### WORK ORDER
Search the listing below for the word "bool", and copy every line in which it turns up.

### ENTRIES PROVIDED
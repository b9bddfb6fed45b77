use super::{CalculationMode, Mesh, OutputActivity, OutputPropertySet, ProjectData};
use crate::base::{Config, Diagnostics, Tag};
use crate::layer::Formations;
use crate::mcf::{DarcyError, DarcySolver, MultiComponentFlowHandler};
use crate::parallel::{Collective, Communicator};
use crate::StrError;
use std::fs;

/// Holds the state of one rank of a basin simulation
///
/// The simulator is explicit context: it owns the project, the configuration,
/// the collective operations of the rank, the mesh, the formations and the
/// multi-component flow handler. The calculation mode is set once with
/// [FastcauldronSimulator::set_calculation_mode].
///
/// ```text
///  new ──► set_calculation_mode ──► prepare_time_step(age) ──► solve_darcy ──► ...
///            │ output activity        │ find_active_elements
///            │ mesh + validity        │ set_layer_element_activity
///            │ formations             │ allocate_new_vecs
///            └ subdomains             └ set_subdomain_activity
/// ```
pub struct FastcauldronSimulator {
    /// Project data
    project: ProjectData,

    /// Run configuration
    config: Config,

    /// Collective operations of this rank
    collective: Collective,

    /// Tagged user-visible messages
    diagnostics: Diagnostics,

    /// Formations from top to bottom
    formations: Formations,

    /// Calculation mode (set once)
    mode: Option<CalculationMode>,

    /// Output activity of the calculation mode
    activity: Option<OutputActivity>,

    /// Mesh (None for NoCalculation or before the mode is set)
    mesh: Option<Mesh>,

    /// Multi-component flow handler (Darcy modes with flow enabled)
    flow_handler: Option<MultiComponentFlowHandler>,

    /// Permafrost modelling is on
    permafrost: bool,

    /// Age of the last prepared time step
    current_age: Option<f64>,
}

impl FastcauldronSimulator {
    /// Allocates a new instance
    ///
    /// The element height refinement overrides of the configuration are applied
    /// here (numbered first, then named); any invalid override aborts.
    pub fn new(project: ProjectData, config: Config, comm: Box<dyn Communicator>) -> Result<Self, StrError> {
        if let Some(err) = project.validate() {
            println!("ERROR: {}", err);
            return Err("cannot allocate simulator because project.validate() failed");
        }
        if let Some(err) = config.validate() {
            println!("ERROR: {}", err);
            return Err("cannot allocate simulator because config.validate() failed");
        }
        let collective = Collective::new(comm);
        let diagnostics = Diagnostics::new(collective.rank());
        let formations = Formations::new(&project.formations);
        let mut simulator = FastcauldronSimulator {
            project,
            config,
            collective,
            diagnostics,
            formations,
            mode: None,
            activity: None,
            mesh: None,
            flow_handler: None,
            permafrost: false,
            current_age: None,
        };
        simulator.set_formation_element_height_scaling_factors()?;
        Ok(simulator)
    }

    /// Applies the element height refinement overrides of the configuration
    pub fn set_formation_element_height_scaling_factors(&mut self) -> Result<(), StrError> {
        self.formations.set_depth_refinement_factors(
            &self.config.refine_numbered_formations,
            &self.config.refine_named_formations,
        )
    }

    /// Sets the calculation mode and builds the state needed by the mode
    ///
    /// Returns `Ok(true)` if the output activity started and the mesh has
    /// active elements (always true for NoCalculation once started). Problems
    /// reported to the user give `Ok(false)`; in that case no formation or
    /// subdomain state is built.
    ///
    /// All ranks must call this function.
    pub fn set_calculation_mode(&mut self, mode: CalculationMode) -> Result<bool, StrError> {
        if let Some(current) = self.mode {
            self.diagnostics.report(
                Tag::BasinError,
                &format!("the calculation mode is already set to {}", current),
            );
            return Ok(false);
        }
        self.mode = Some(mode);

        // output activity
        let properties = OutputPropertySet::with_defaults(
            mode,
            self.config.chemical_compaction,
            self.config.solve_flow_equations,
        );
        let activity = match OutputActivity::start(
            mode,
            &self.project.name,
            self.config.output_dir.as_deref(),
            properties,
        ) {
            Ok(activity) => activity,
            Err(_) => {
                self.diagnostics.report(Tag::MessageError, "Could not open the output file.");
                return Ok(false);
            }
        };
        log::info!("started activity {} ({:?})", activity.name, activity.resolution);
        self.activity = Some(activity);

        // features
        if self.config.permafrost {
            if mode.solves_temperature() {
                self.permafrost = true;
                self.diagnostics.info("Permafrost is on.");
            } else {
                self.diagnostics.report(
                    Tag::BasinWarning,
                    &format!("permafrost is only modelled when the temperature is computed; it is off in {}", mode),
                );
            }
        }
        if self.config.alc && !self.formations.has_crust_and_mantle() {
            self.diagnostics
                .report(Tag::BasinError, "the advanced lithosphere calculator needs a crust and a mantle");
            return Ok(false);
        }
        if mode == CalculationMode::NoCalculation {
            return Ok(true);
        }

        // mesh
        let mut mesh = Mesh::new(
            &self.project,
            mode.resolution(),
            self.collective.rank(),
            self.collective.size(),
            self.config.geometric_loop,
        )?;
        let has_active_elements = mesh.initialise_element_grid(&self.collective)?;
        if self.config.debug2() {
            self.print_element_validity_map(&mesh)?;
        }
        if !has_active_elements {
            self.diagnostics
                .report(Tag::MessageError, "there are no active elements in the mesh.");
            self.mesh = Some(mesh);
            return Ok(false);
        }

        // formations and subdomains
        self.formations.initialise(&mesh)?;
        if mode.is_darcy() && self.config.solve_flow_equations {
            let mut handler = MultiComponentFlowHandler::new(&self.config);
            handler.initialise(
                &self.formations,
                &mesh,
                self.config.darcy_formations.as_deref(),
                &self.diagnostics,
            )?;
            self.flow_handler = Some(handler);
        }
        self.mesh = Some(mesh);
        Ok(true)
    }

    /// Writes the element validity map of this rank to the log and to the output directory
    ///
    /// The file is `{project}_{n_ranks}_element_activity_map.txt` on a single
    /// rank and `{project}_{n_ranks}_{rank}_element_activity_map.txt` otherwise.
    fn print_element_validity_map(&self, mesh: &Mesh) -> Result<(), StrError> {
        let image = mesh.map.image();
        log::debug!("element validity map of rank {}\n{}", self.collective.rank(), image);
        if let Some(dir) = &self.config.output_dir {
            let path = if self.collective.size() == 1 {
                format!("{}/{}_1_element_activity_map.txt", dir, self.project.name)
            } else {
                format!(
                    "{}/{}_{}_{}_element_activity_map.txt",
                    dir,
                    self.project.name,
                    self.collective.size(),
                    self.collective.rank()
                )
            };
            fs::write(&path, image).map_err(|_| "cannot write element activity map")?;
        }
        Ok(())
    }

    /// Returns the element validity map of this rank (None before the mesh is built)
    pub fn element_validity_map_image(&self) -> Option<String> {
        self.mesh.as_ref().map(|m| m.map.image())
    }

    /// Sets the number of active elements of every formation at the given age
    pub fn find_active_elements(&mut self, age: f64) {
        self.formations.find_active_elements(age);
    }

    /// Updates the formations and the subdomains to the given age
    ///
    /// All ranks must call this function with the same age.
    pub fn prepare_time_step(&mut self, age: f64) -> Result<(), StrError> {
        let mesh = self
            .mesh
            .as_ref()
            .ok_or("the calculation mode must be set before preparing a time step")?;
        if !self.formations.iter().all(|l| l.is_initialised()) {
            return Err("the formations must be initialised before preparing a time step");
        }
        self.formations.find_active_elements(age);
        self.formations.set_layer_element_activity(&mesh.map, age);
        let allocated = self.formations.allocate_new_vecs(mesh, self.config.surface_temperature);
        if allocated > 0 {
            log::debug!("allocated the field vectors of {} formations at {} Ma", allocated, age);
        }
        if let Some(handler) = &mut self.flow_handler {
            handler.set_subdomain_activity(&self.formations, mesh, &self.collective, age)?;
        }
        self.current_age = Some(age);
        Ok(())
    }

    /// Advances the multi-component flow of all active subdomains
    pub fn solve_darcy(
        &mut self,
        previous_age: f64,
        current_age: f64,
        solver: &mut dyn DarcySolver,
    ) -> Result<(), DarcyError> {
        match &self.flow_handler {
            Some(handler) => handler.solve(previous_age, current_age, &mut self.formations, solver),
            None => Ok(()),
        }
    }

    /// Resets the field vectors of all formations
    pub fn re_initialise(&mut self) {
        self.formations.re_initialise(self.config.surface_temperature);
    }

    /// Returns the number of active owned elements summed over all formations and ranks
    ///
    /// All ranks must call this function.
    pub fn number_of_active_elements(&self) -> Result<usize, StrError> {
        let local = self.formations.iter().map(|l| l.count_active_owned_elements()).sum();
        self.collective.global_sum(local)
    }

    /// Returns the project data
    pub fn project(&self) -> &ProjectData {
        &self.project
    }

    /// Returns the configuration
    pub fn config(&self) -> &Config {
        &self.config
    }

    /// Returns the collective operations of this rank
    pub fn collective(&self) -> &Collective {
        &self.collective
    }

    /// Returns the diagnostics
    pub fn diagnostics(&self) -> &Diagnostics {
        &self.diagnostics
    }

    /// Returns the formations
    pub fn formations(&self) -> &Formations {
        &self.formations
    }

    /// Returns the calculation mode
    pub fn calculation_mode(&self) -> Option<CalculationMode> {
        self.mode
    }

    /// Returns the output activity
    pub fn activity(&self) -> Option<&OutputActivity> {
        self.activity.as_ref()
    }

    /// Returns the mesh
    pub fn mesh(&self) -> Option<&Mesh> {
        self.mesh.as_ref()
    }

    /// Returns the multi-component flow handler
    pub fn flow_handler(&self) -> Option<&MultiComponentFlowHandler> {
        self.flow_handler.as_ref()
    }

    /// Returns true if permafrost is modelled
    pub fn permafrost(&self) -> bool {
        self.permafrost
    }

    /// Returns the age of the last prepared time step
    pub fn current_age(&self) -> Option<f64> {
        self.current_age
    }
}

////////////////////////////////////////////////////////////////////////////////////////////////////////////////////////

### SOLUTION FOR THIS TASK
    permafrost: bool,
    pub fn set_calculation_mode(&mut self, mode: CalculationMode) -> Result<bool, StrError> {
    pub fn permafrost(&self) -> bool {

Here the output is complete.